An advisory committee from the Centers for Disease Control and Prevention did not vote Wednesday on whether to extend the country’s pause on Johnson & Johnson’s COVID-19 vaccine, after group experts argued that it was still not enough. data to make final recommendations in light of the serious, rare blood clotting events potentially related to the traits.
While the current CDC pause on the Johnson & Johnson vaccine is not binding, a warning issued by federal health officials on Tuesday called for the vaccines to be suspended only until the group votes on “updated recommendations” for using the vaccine. . In response to FDA and CDC advice on the break, all states and DC and Puerto Rico have chosen to temporarily stop administering this vaccine.
The CDC has not yet decided on a date to resume the group’s debate on the issue.

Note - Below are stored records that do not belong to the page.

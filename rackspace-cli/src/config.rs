//! Configuration module
//!
//! Turns parsed command-line options into the credentials and client
//! configuration shared by every workflow.

use std::time::Duration;

use anyhow::{Context, Result};
use rackspace_client::{AwaitConfig, ClientConfig, Credentials, Region, TransportErrorPolicy};

/// CLI configuration
#[derive(Debug, Clone)]
pub struct Config {
    pub credentials: Credentials,
    pub client: ClientConfig,
}

/// Raw connection and polling options, as given on the command line
#[derive(Debug, Clone)]
pub struct ConnectionOptions {
    pub username: String,
    pub api_key: String,
    pub region: Region,
    pub identity_url: Option<String>,
    pub poll_interval_secs: u64,
    pub max_poll_interval_secs: Option<u64>,
    pub backoff_multiplier: f64,
    pub await_timeout_secs: u64,
    pub retry_transport_errors: bool,
}

impl Config {
    /// Builds and validates the configuration
    pub fn from_options(options: ConnectionOptions) -> Result<Self> {
        let poll_interval = Duration::from_secs(options.poll_interval_secs);
        let max_poll_interval = options
            .max_poll_interval_secs
            .map(Duration::from_secs)
            .unwrap_or(poll_interval)
            .max(poll_interval);

        let mut client = ClientConfig::new(options.region);
        client.identity_url = options.identity_url;
        client.await_config = AwaitConfig {
            poll_interval,
            max_poll_interval,
            backoff_multiplier: options.backoff_multiplier,
            timeout: Duration::from_secs(options.await_timeout_secs),
            transport_errors: if options.retry_transport_errors {
                TransportErrorPolicy::RetryWithinDeadline
            } else {
                TransportErrorPolicy::Propagate
            },
        };

        client.validate().context("Invalid configuration")?;

        Ok(Self {
            credentials: Credentials::new(options.username, options.api_key),
            client,
        })
    }
}

#[cfg(test)]
mod tests {
    use super::*;

    fn options() -> ConnectionOptions {
        ConnectionOptions {
            username: "demo".to_string(),
            api_key: "key".to_string(),
            region: Region::Us,
            identity_url: None,
            poll_interval_secs: 2,
            max_poll_interval_secs: None,
            backoff_multiplier: 1.0,
            await_timeout_secs: 600,
            retry_transport_errors: false,
        }
    }

    #[test]
    fn test_defaults_map_to_fixed_interval() {
        let config = Config::from_options(options()).unwrap();
        let await_config = &config.client.await_config;

        assert_eq!(await_config.poll_interval, Duration::from_secs(2));
        assert_eq!(await_config.max_poll_interval, Duration::from_secs(2));
        assert_eq!(await_config.transport_errors, TransportErrorPolicy::Propagate);
        assert_eq!(config.credentials.username, "demo");
    }

    #[test]
    fn test_retry_flag_and_backoff() {
        let config = Config::from_options(ConnectionOptions {
            max_poll_interval_secs: Some(10),
            backoff_multiplier: 1.5,
            retry_transport_errors: true,
            ..options()
        })
        .unwrap();

        let await_config = &config.client.await_config;
        assert_eq!(await_config.max_poll_interval, Duration::from_secs(10));
        assert_eq!(
            await_config.transport_errors,
            TransportErrorPolicy::RetryWithinDeadline
        );
    }

    #[test]
    fn test_invalid_values_rejected() {
        let zero_poll = ConnectionOptions {
            poll_interval_secs: 0,
            ..options()
        };
        assert!(Config::from_options(zero_poll).is_err());

        let shrinking = ConnectionOptions {
            backoff_multiplier: 0.5,
            ..options()
        };
        assert!(Config::from_options(shrinking).is_err());

        let endless = ConnectionOptions {
            await_timeout_secs: u64::MAX,
            ..options()
        };
        assert!(Config::from_options(endless).is_err());
    }
}
impl<'a, P: JobStatusProvider + ?Sized> JobAwaiter<'a, P> {
    pub fn new(provider: &'a P, config: AwaitConfig) -> Self {
        Self { provider, config }
    }

    /// Waits for a single job and returns its final snapshot
    pub async fn await_one(&self, id: P::Id) -> std::result::Result<P::Snapshot, AwaitError> {
        let mut snapshots = self.await_all(std::slice::from_ref(&id)).await?;
        // await_all returns exactly one snapshot per distinct id
        snapshots.pop().ok_or_else(|| AwaitError::Timeout {
            pending: vec![id.to_string()],
            waited: self.config.timeout,
        })
    }

    /// Waits until every job succeeds
    ///
    /// Duplicate ids are watched once. On success the final snapshots are
    /// returned in the order the ids were first given. Any job failure, the
    /// shared deadline, or a polling failure (under
    /// [`TransportErrorPolicy::Propagate`]) fails the whole await.
    pub async fn await_all(
        &self,
        ids: &[P::Id],
    ) -> std::result::Result<Vec<P::Snapshot>, AwaitError> {
        let mut seen = HashSet::new();
        let order: Vec<P::Id> = ids
            .iter()
            .filter(|id| seen.insert((*id).clone()))
            .cloned()
            .collect();

        let started = Instant::now();
        // No representable deadline means the timeout can never be reached
        let deadline = started.checked_add(self.config.timeout);
        let mut interval = self.config.poll_interval;
        let mut pending = order.clone();
        let mut finished: HashMap<P::Id, P::Snapshot> = HashMap::with_capacity(order.len());
        let mut round = 0u32;

        while !pending.is_empty() {
            round += 1;
            debug!("Poll round {}: {} job(s) pending", round, pending.len());

            let mut results = self.provider.fetch_statuses(&pending).await.into_iter();
            let mut still_pending = Vec::with_capacity(pending.len());

            for id in pending {
                let result = results
                    .next()
                    .unwrap_or_else(|| Err(ClientError::MissingStatus(id.to_string())));
                let snapshot = match result {
                    Ok(snapshot) => snapshot,
                    Err(err) => match self.config.transport_errors {
                        TransportErrorPolicy::Propagate => {
                            return Err(AwaitError::Transport {
                                job_id: id.to_string(),
                                source: err,
                            });
                        }
                        TransportErrorPolicy::RetryWithinDeadline => {
                            warn!("Failed to poll job {}, will retry: {}", id, err);
                            still_pending.push(id);
                            continue;
                        }
                    },
                };

                match self.provider.classify(&snapshot) {
                    JobState::Pending => still_pending.push(id),
                    JobState::Succeeded => {
                        info!("Job {} completed after {:?}", id, started.elapsed());
                        finished.insert(id, snapshot);
                    }
                    JobState::Failed(detail) => {
                        warn!("Job {} failed: {}", id, detail);
                        return Err(AwaitError::JobFailed {
                            job_id: id.to_string(),
                            detail,
                        });
                    }
                }
            }

            pending = still_pending;
            if pending.is_empty() {
                break;
            }

            let now = Instant::now();
            let delay = match deadline {
                Some(deadline) if now >= deadline => {
                    return Err(AwaitError::Timeout {
                        pending: pending.iter().map(ToString::to_string).collect(),
                        waited: now - started,
                    });
                }
                Some(deadline) => interval.min(deadline - now),
                None => interval,
            };

            sleep(delay).await;
            interval = self.config.next_interval(interval);
        }

        Ok(order
            .iter()
            .filter_map(|id| finished.remove(id))
            .collect())
    }
}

“Your contributions today have been incredibly helpful in helping us report on our work over the next week,” said Dr. Amanda Cohn, a federal officer appointed by the agency to the advisory committee.
“To be very frank, I don’t want to vote on this issue today,” Dr. Beth Bell, a panel member and former head of the CDC’s infectious diseases, told the committee.
“I just don’t think there’s enough information to make an evidence-based decision. We won’t have all the information, but I think there are some things we can gather relatively quickly, that have to do with the risk balance benefit.” added Dr. Bell.
A working group said it had discussed several options this week, including recommending using the vaccine only for specific groups of people or abandoning the shot altogether, but concluded that they needed more data on these and other possible cases. which could be reported.
White House officials have said the pause in Johnson & Johnson vaccinations is likely to affect the national vaccination campaign in the “very short term,” but have insisted that Pfizer and Moderna’s supply is sufficient to meet its goals.
Ongoing trials of the single-shot vaccine have been stopped due to the original pause. Vaccine launches abroad were also discontinued following the recommendation, as were key programs launched by U.S. state and local authorities to use the shots to vaccinate hard-to-reach communities.
“We are in a situation where not making a decision is tantamount to making a decision. Any extension of the break will invariably result in the fact that the most vulnerable people in the United States, who were the main candidates for the Johnson & Johnson vaccine, will continue to be vulnerable, “Maine CDC director Dr. Nirav Shah, President of the Association of State and Territorial Health Officials.
Representatives from Johnson & Johnson, the Food and Drug Administration and CDC officials made presentations to the committee, exposing a handful of new details about the cases known so far.